Secretive institutions such as the Foreign Intelligence Surveillance Court are not up to the task assigned to them. This court issuing secret rulings based on classified arguments is an unprecedented and extraordinary disaster. On its watch, millions of innocent Americans have had their rights abridged and privacy invaded. Until Snowden went to the press, few Americans knew their phone companies, Internet providers or social media facilitators were compelled to secretly allow the government to collect information.

Many of the whistleblowers we have represented over four decades have paid a high price for their courage, integrity and patriotism. Congress has responded by enacting effective whistleblower laws covering over 70,000,000 private sector workers and most federal employees. Yet the rights of national-security whistleblowers were not protected. They alone are now exposed and vulnerable.

The government has fired, blacklisted and financially ruined national security whistleblowers, investigated them as criminals, invaded and raided their homes with guns drawn, prosecuted them under the Espionage Act, and branded them traitors.

Seven years ago, a shaken computer security technologist came to us to describe his experience with one of the world’s largest communications firms. While conducting a security evaluation, he discovered a major cable—euphemistically called the “Quantico Circuit”—leading from the core trunk of the entire system. It granted a mysterious party outside the company access to every type of communication coming through that company’s infrastructure connected with mobile phones. When ordered to forget what he saw, he insisted that he could not do so.

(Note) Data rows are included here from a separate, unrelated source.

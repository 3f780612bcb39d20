use anyhow::Result;

#[tokio::main]
async fn main() -> Result<()> {
    snipdex_cli::main_entry().await
}
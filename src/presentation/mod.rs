// Presentation layer - JSON/SSE bindings for the browser page
pub mod app_state;
pub mod handlers;
pub mod router;
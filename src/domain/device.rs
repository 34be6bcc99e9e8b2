// Device identity domain model
use serde::{Deserialize, Serialize};

/// Read-only identity snapshot reported by the device.
#[derive(Debug, Clone, Default, PartialEq, Eq, Serialize, Deserialize)]
pub struct DeviceInfo {
    pub version: String,
    pub cores: u32,
}

impl DeviceInfo {
    pub fn new(version: String, cores: u32) -> Self {
        Self { version, cores }
    }

    /// True while the identity fields still hold their empty defaults.
    pub fn is_unknown(&self) -> bool {
        self.version.is_empty() && self.cores == 0
    }
}

#[cfg(test)]
mod tests {
    use super::*;

    #[test]
    fn test_default_is_unknown() {
        assert!(DeviceInfo::default().is_unknown());
        assert!(!DeviceInfo::new("v5.1.2".to_string(), 2).is_unknown());
    }

    #[test]
    fn test_deserialize_device_payload() {
        let info: DeviceInfo = serde_json::from_str(r#"{"version":"v5.1.2","cores":2}"#).unwrap();
        assert_eq!(info, DeviceInfo::new("v5.1.2".to_string(), 2));
    }
}
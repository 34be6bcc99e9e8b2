// Telemetry poller - Fixed-interval pull loop feeding the chart view
use crate::application::device_api::{DeviceApi, TransportError};
use crate::application::telemetry_view::{
    PollOutcome, PollTicket, PollerError, PollerState, TelemetryView,
};
use crate::domain::telemetry::{ChartSnapshot, Sample};
use std::sync::Arc;
use std::time::Duration;
use tokio::sync::{mpsc, oneshot, watch};
use tokio::task::JoinHandle;
use tokio::time::{interval_at, Instant, MissedTickBehavior};

const RESULT_QUEUE_DEPTH: usize = 16;

struct Session {
    epoch: u64,
    stop_tx: oneshot::Sender<()>,
    handle: JoinHandle<TelemetryView>,
    snapshots: watch::Receiver<ChartSnapshot>,
}

/// Explicitly started and stopped timer scoped to one chart view.
/// While running, the loop task owns the view; `stop` takes it back.
pub struct TelemetryPoller {
    api: Arc<dyn DeviceApi>,
    interval: Duration,
    seed: Vec<f64>,
    view: Option<TelemetryView>,
    session: Option<Session>,
}

impl TelemetryPoller {
    pub fn new(
        api: Arc<dyn DeviceApi>,
        interval: Duration,
        seed: Vec<f64>,
    ) -> Result<Self, PollerError> {
        let view = TelemetryView::new(seed.clone())?;
        Ok(Self {
            api,
            interval,
            seed,
            view: Some(view),
            session: None,
        })
    }

    pub fn state(&self) -> PollerState {
        match self.session {
            Some(_) => PollerState::Running,
            None => PollerState::Stopped,
        }
    }

    /// Mounts the view with its seed and starts ticking. The first fetch
    /// happens one interval after start.
    pub fn start(&mut self) -> Result<watch::Receiver<ChartSnapshot>, PollerError> {
        if self.session.is_some() {
            return Err(PollerError::AlreadyRunning);
        }
        let mut view = match self.view.take() {
            Some(view) => view,
            None => TelemetryView::new(self.seed.clone())?,
        };
        let initial = match view.mount() {
            Ok(snapshot) => snapshot,
            Err(e) => {
                self.view = Some(view);
                return Err(e);
            }
        };

        let epoch = view.epoch();
        let (snapshot_tx, snapshot_rx) = watch::channel(initial);
        let (stop_tx, stop_rx) = oneshot::channel();
        let handle = tokio::spawn(run_poll_loop(
            view,
            self.api.clone(),
            self.interval,
            snapshot_tx,
            stop_rx,
        ));

        tracing::info!(epoch, interval_ms = self.interval.as_millis() as u64, "telemetry poller started");
        self.session = Some(Session {
            epoch,
            stop_tx,
            handle,
            snapshots: snapshot_rx.clone(),
        });
        Ok(snapshot_rx)
    }

    /// Cancels the timer and discards the buffer. Fetches still in flight
    /// are ignored when they complete.
    pub async fn stop(&mut self) -> Result<(), PollerError> {
        let session = self.session.take().ok_or(PollerError::NotRunning)?;
        let _ = session.stop_tx.send(());

        let view = match session.handle.await {
            Ok(view) => view,
            Err(e) => {
                tracing::error!("Telemetry poll loop ended abnormally: {}", e);
                TelemetryView::resume(self.seed.clone(), session.epoch)?
            }
        };
        tracing::info!(epoch = view.epoch(), "telemetry poller stopped");
        self.view = Some(view);
        Ok(())
    }

    pub fn subscribe(&self) -> Option<watch::Receiver<ChartSnapshot>> {
        self.session.as_ref().map(|s| s.snapshots.clone())
    }

    pub fn snapshot(&self) -> Option<ChartSnapshot> {
        self.session.as_ref().map(|s| s.snapshots.borrow().clone())
    }
}

impl Drop for TelemetryPoller {
    fn drop(&mut self) {
        if let Some(session) = self.session.take() {
            let _ = session.stop_tx.send(());
        }
    }
}

async fn run_poll_loop(
    mut view: TelemetryView,
    api: Arc<dyn DeviceApi>,
    period: Duration,
    snapshots: watch::Sender<ChartSnapshot>,
    mut stop_rx: oneshot::Receiver<()>,
) -> TelemetryView {
    let (result_tx, mut result_rx) =
        mpsc::channel::<(PollTicket, Result<Sample, TransportError>)>(RESULT_QUEUE_DEPTH);
    let mut ticker = interval_at(Instant::now() + period, period);
    ticker.set_missed_tick_behavior(MissedTickBehavior::Delay);

    loop {
        tokio::select! {
            _ = &mut stop_rx => break,
            _ = ticker.tick() => {
                let Some(ticket) = view.begin_poll() else { break };
                tracing::debug!("polling raw temperature");

                // Fetches may overlap when the device is slower than the period.
                let api = api.clone();
                let result_tx = result_tx.clone();
                tokio::spawn(async move {
                    let result = api.get_raw_temperature().await;
                    let _ = result_tx.send((ticket, result)).await;
                });
            }
            Some((ticket, result)) = result_rx.recv() => {
                if let PollOutcome::Appended(snapshot) = view.complete(ticket, result) {
                    snapshots.send_replace(snapshot);
                }
            }
        }
    }

    view.unmount();
    view
}
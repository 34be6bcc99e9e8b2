// Infrastructure layer - External dependencies and adapters
pub mod config;
pub mod http_device_api;
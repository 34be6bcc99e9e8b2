// Home service - Device identity for the home view
use crate::application::device_api::DeviceApi;
use crate::domain::device::DeviceInfo;
use std::sync::Arc;

#[derive(Clone)]
pub struct HomeService {
    api: Arc<dyn DeviceApi>,
}

impl HomeService {
    pub fn new(api: Arc<dyn DeviceApi>) -> Self {
        Self { api }
    }

    /// Fetches identity once per mount. Any failure leaves the empty defaults in place.
    pub async fn load_device_info(&self) -> DeviceInfo {
        match self.api.get_system_info().await {
            Ok(info) => info,
            Err(e) => {
                tracing::warn!("Error fetching system info: {}", e);
                DeviceInfo::default()
            }
        }
    }
}
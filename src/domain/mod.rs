// Domain layer - Pure state and invariants, no I/O
pub mod device;
pub mod light;
pub mod telemetry;
// HTTP request handlers
use crate::application::telemetry_view::PollerError;
use crate::domain::device::DeviceInfo;
use crate::domain::light::{Channel, Color, InputError, Level, LightState};
use crate::domain::telemetry::ChartSnapshot;
use crate::presentation::app_state::AppState;
use axum::{
    extract::{Path, State},
    http::StatusCode,
    response::sse::{Event, KeepAlive, Sse},
    Json,
};
use futures::Stream;
use serde::{Deserialize, Serialize};
use std::sync::Arc;

/// One channel as the page draws it: the range slider and the number box
/// are two bindings of the same level.
#[derive(Debug, Serialize)]
pub struct ChannelBinding {
    pub channel: Channel,
    pub slider: Level,
    pub number: Level,
}

#[derive(Debug, Serialize)]
pub struct LightView {
    pub channels: Vec<ChannelBinding>,
    pub color: Color,
    pub swatch: String,
}

impl LightView {
    fn from_state(state: &LightState) -> Self {
        let channels = Channel::ALL
            .into_iter()
            .map(|channel| {
                let level = state.level(channel);
                ChannelBinding {
                    channel,
                    slider: level,
                    number: level,
                }
            })
            .collect();
        let color = state.color();
        Self {
            channels,
            swatch: color.css(),
            color,
        }
    }
}

#[derive(Debug, Deserialize)]
pub struct ChannelInput {
    pub input: String,
}

/// Health check endpoint
pub async fn health_check() -> &'static str {
    "ok"
}

/// Mount the home view: identity is fetched fresh every time
pub async fn get_home(State(state): State<Arc<AppState>>) -> Json<DeviceInfo> {
    Json(state.home_service.load_device_info().await)
}

/// Mount the chart view
pub async fn start_chart(
    State(state): State<Arc<AppState>>,
) -> Result<(StatusCode, Json<ChartSnapshot>), StatusCode> {
    let mut poller = state.poller.lock().await;
    match poller.start() {
        Ok(rx) => {
            let snapshot = rx.borrow().clone();
            Ok((StatusCode::CREATED, Json(snapshot)))
        }
        Err(PollerError::AlreadyRunning) => Err(StatusCode::CONFLICT),
        Err(e) => {
            tracing::error!("Error starting telemetry poller: {}", e);
            Err(StatusCode::INTERNAL_SERVER_ERROR)
        }
    }
}

/// Unmount the chart view
pub async fn stop_chart(State(state): State<Arc<AppState>>) -> StatusCode {
    match state.poller.lock().await.stop().await {
        Ok(()) => StatusCode::NO_CONTENT,
        Err(_) => StatusCode::NOT_FOUND,
    }
}

pub async fn get_chart(
    State(state): State<Arc<AppState>>,
) -> Result<Json<ChartSnapshot>, StatusCode> {
    state
        .poller
        .lock()
        .await
        .snapshot()
        .map(Json)
        .ok_or(StatusCode::NOT_FOUND)
}

/// Push every buffer mutation to the page until the view is unmounted
pub async fn stream_chart(
    State(state): State<Arc<AppState>>,
) -> Result<Sse<impl Stream<Item = Result<Event, axum::Error>>>, StatusCode> {
    let mut rx = state
        .poller
        .lock()
        .await
        .subscribe()
        .ok_or(StatusCode::NOT_FOUND)?;

    let stream = async_stream::stream! {
        loop {
            let snapshot = rx.borrow_and_update().clone();
            yield Event::default().json_data(&snapshot);
            if rx.changed().await.is_err() {
                break;
            }
        }
    };

    Ok(Sse::new(stream).keep_alive(KeepAlive::default()))
}

pub async fn get_light(State(state): State<Arc<AppState>>) -> Json<LightView> {
    Json(LightView::from_state(&*state.light.read().await))
}

/// One input event from either widget of a channel
pub async fn put_channel(
    Path(name): Path<String>,
    State(state): State<Arc<AppState>>,
    Json(body): Json<ChannelInput>,
) -> Result<Json<LightView>, (StatusCode, String)> {
    let channel: Channel = name
        .parse()
        .map_err(|e: InputError| (StatusCode::BAD_REQUEST, e.to_string()))?;

    let mut light = state.light.write().await;
    light
        .apply_input(channel, &body.input)
        .map_err(|e| (StatusCode::BAD_REQUEST, e.to_string()))?;

    Ok(Json(LightView::from_state(&light)))
}

/// Submit the current levels. The device's answer is only logged.
pub async fn submit_light(State(state): State<Arc<AppState>>) -> StatusCode {
    let command = state.light.read().await.command();
    let _ = state.light_service.submit(command).await;
    StatusCode::ACCEPTED
}
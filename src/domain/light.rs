// Light control domain model
use serde::{Deserialize, Serialize, Serializer};
use std::fmt;
use std::str::FromStr;

pub const CHANNEL_MAX: f64 = 255.0;

#[derive(Debug, Clone, Copy, PartialEq, Eq, Hash, Serialize, Deserialize)]
#[serde(rename_all = "lowercase")]
pub enum Channel {
    Red,
    Green,
    Blue,
}

impl Channel {
    pub const ALL: [Channel; 3] = [Channel::Red, Channel::Green, Channel::Blue];

    fn index(self) -> usize {
        match self {
            Channel::Red => 0,
            Channel::Green => 1,
            Channel::Blue => 2,
        }
    }

    pub fn as_str(self) -> &'static str {
        match self {
            Channel::Red => "red",
            Channel::Green => "green",
            Channel::Blue => "blue",
        }
    }
}

impl FromStr for Channel {
    type Err = InputError;

    fn from_str(s: &str) -> Result<Self, Self::Err> {
        match s {
            "red" => Ok(Channel::Red),
            "green" => Ok(Channel::Green),
            "blue" => Ok(Channel::Blue),
            other => Err(InputError::UnknownChannel(other.to_string())),
        }
    }
}

#[derive(Debug, Clone, PartialEq, Eq, thiserror::Error)]
pub enum InputError {
    #[error("'{0}' is not a finite number")]
    NotANumber(String),
    #[error("unknown channel '{0}'")]
    UnknownChannel(String),
}

/// How out-of-range channel input is brought back into range.
#[derive(Debug, Clone, Copy, Default, PartialEq, Eq)]
pub struct ClampPolicy {
    /// When false only the high side is clamped, so negative and fractional
    /// input is kept as typed.
    pub clamp_low: bool,
}

impl ClampPolicy {
    pub fn apply(&self, value: f64) -> Level {
        if self.clamp_low {
            Level(value.clamp(0.0, CHANNEL_MAX).round())
        } else if value > CHANNEL_MAX {
            Level(CHANNEL_MAX)
        } else {
            Level(value)
        }
    }

    /// Parses raw widget text the way a browser reads a number: blank means
    /// zero, `0x`/`0o`/`0b` literals are accepted and `Infinity` clamps to
    /// 255. Anything that does not end up as a finite level is refused.
    pub fn parse(&self, raw: &str) -> Result<Level, InputError> {
        let trimmed = raw.trim();
        if trimmed.is_empty() {
            return Ok(self.apply(0.0));
        }
        match parse_number(trimmed).filter(|value| !value.is_nan()) {
            Some(value) => {
                let level = self.apply(value);
                if level.value().is_finite() {
                    Ok(level)
                } else {
                    Err(InputError::NotANumber(raw.to_string()))
                }
            }
            None => Err(InputError::NotANumber(raw.to_string())),
        }
    }
}

fn parse_number(text: &str) -> Option<f64> {
    let radix = match text.get(..2) {
        Some("0x" | "0X") => 16,
        Some("0o" | "0O") => 8,
        Some("0b" | "0B") => 2,
        _ => return text.parse().ok(),
    };
    let digits = &text[2..];
    if digits.is_empty() || !digits.chars().all(|c| c.is_digit(radix)) {
        return None;
    }
    u64::from_str_radix(digits, radix).ok().map(|value| value as f64)
}

/// A channel value. Always finite.
#[derive(Debug, Clone, Copy, PartialEq, PartialOrd)]
pub struct Level(f64);

impl Level {
    pub fn value(self) -> f64 {
        self.0
    }

    fn as_integer(self) -> Option<i64> {
        let value = self.0;
        (value.fract() == 0.0 && value.abs() < i64::MAX as f64).then_some(value as i64)
    }
}

impl fmt::Display for Level {
    fn fmt(&self, f: &mut fmt::Formatter<'_>) -> fmt::Result {
        match self.as_integer() {
            Some(integer) => write!(f, "{}", integer),
            None => write!(f, "{}", self.0),
        }
    }
}

// Integral levels go over the wire as JSON integers.
impl Serialize for Level {
    fn serialize<S: Serializer>(&self, serializer: S) -> Result<S::Ok, S::Error> {
        match self.as_integer() {
            Some(integer) => serializer.serialize_i64(integer),
            None => serializer.serialize_f64(self.0),
        }
    }
}

/// Composite of the three channel levels. Derived, never stored.
#[derive(Debug, Clone, Copy, PartialEq, Serialize)]
pub struct Color {
    pub red: Level,
    pub green: Level,
    pub blue: Level,
}

impl Color {
    /// CSS `rgb()` string used to paint the swatch.
    pub fn css(&self) -> String {
        format!("rgb({}, {}, {})", self.red, self.green, self.blue)
    }
}

/// Body of the brightness write. Same shape as `Color` on the wire.
pub type BrightnessCommand = Color;

/// The three channel levels behind the light panel. One value per channel;
/// the slider and the numeric box both read it.
#[derive(Debug, Clone, PartialEq)]
pub struct LightState {
    levels: [Level; 3],
    policy: ClampPolicy,
}

impl LightState {
    pub fn new(initial: f64, policy: ClampPolicy) -> Self {
        let level = policy.apply(initial);
        Self {
            levels: [level; 3],
            policy,
        }
    }

    pub fn level(&self, channel: Channel) -> Level {
        self.levels[channel.index()]
    }

    pub fn set_level(&mut self, channel: Channel, value: f64) -> Level {
        let level = self.policy.apply(value);
        self.levels[channel.index()] = level;
        level
    }

    /// Applies one input event from either widget. Bad input leaves the level untouched.
    pub fn apply_input(&mut self, channel: Channel, raw: &str) -> Result<Level, InputError> {
        let level = self.policy.parse(raw)?;
        self.levels[channel.index()] = level;
        Ok(level)
    }

    pub fn color(&self) -> Color {
        Color {
            red: self.level(Channel::Red),
            green: self.level(Channel::Green),
            blue: self.level(Channel::Blue),
        }
    }

    pub fn command(&self) -> BrightnessCommand {
        self.color()
    }
}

He was fired and eventually lost his private business, while the communications firm went on to receive retroactive immunity for its illegal cooperation with an out-of-control executive branch.

NSA whistleblowers and GAP clients Thomas Drake, William Binney and J. Kirk Wiebe spoke out internally against the massive domestic spying operation Snowden exposed, only to have the government ignore their concerns, derail their careers and subject them to protracted criminal investigations, and in Drake’s case, prosecution.

No longer can the courts defer to the executive branch when it asserts broad claims of “national security” and claims that it is accurately representing the facts. No longer can Congress grant the executive branch more authority to spy on Americans and complacently trust that it will use its power responsibly.

If Americans seize the moment created by Snowden’s revelation, stand up against the surveillance state, call elected officials and demand repeal of the over-broad surveillance powers and accountability for the government officialswho exceeded them, we can redirect the country back toward the principles of liberty enshrined in the Constitution.

 

Louis Clark is president of the Government Accountability Project, the nation’s leading whistleblower protection and advocacy organization.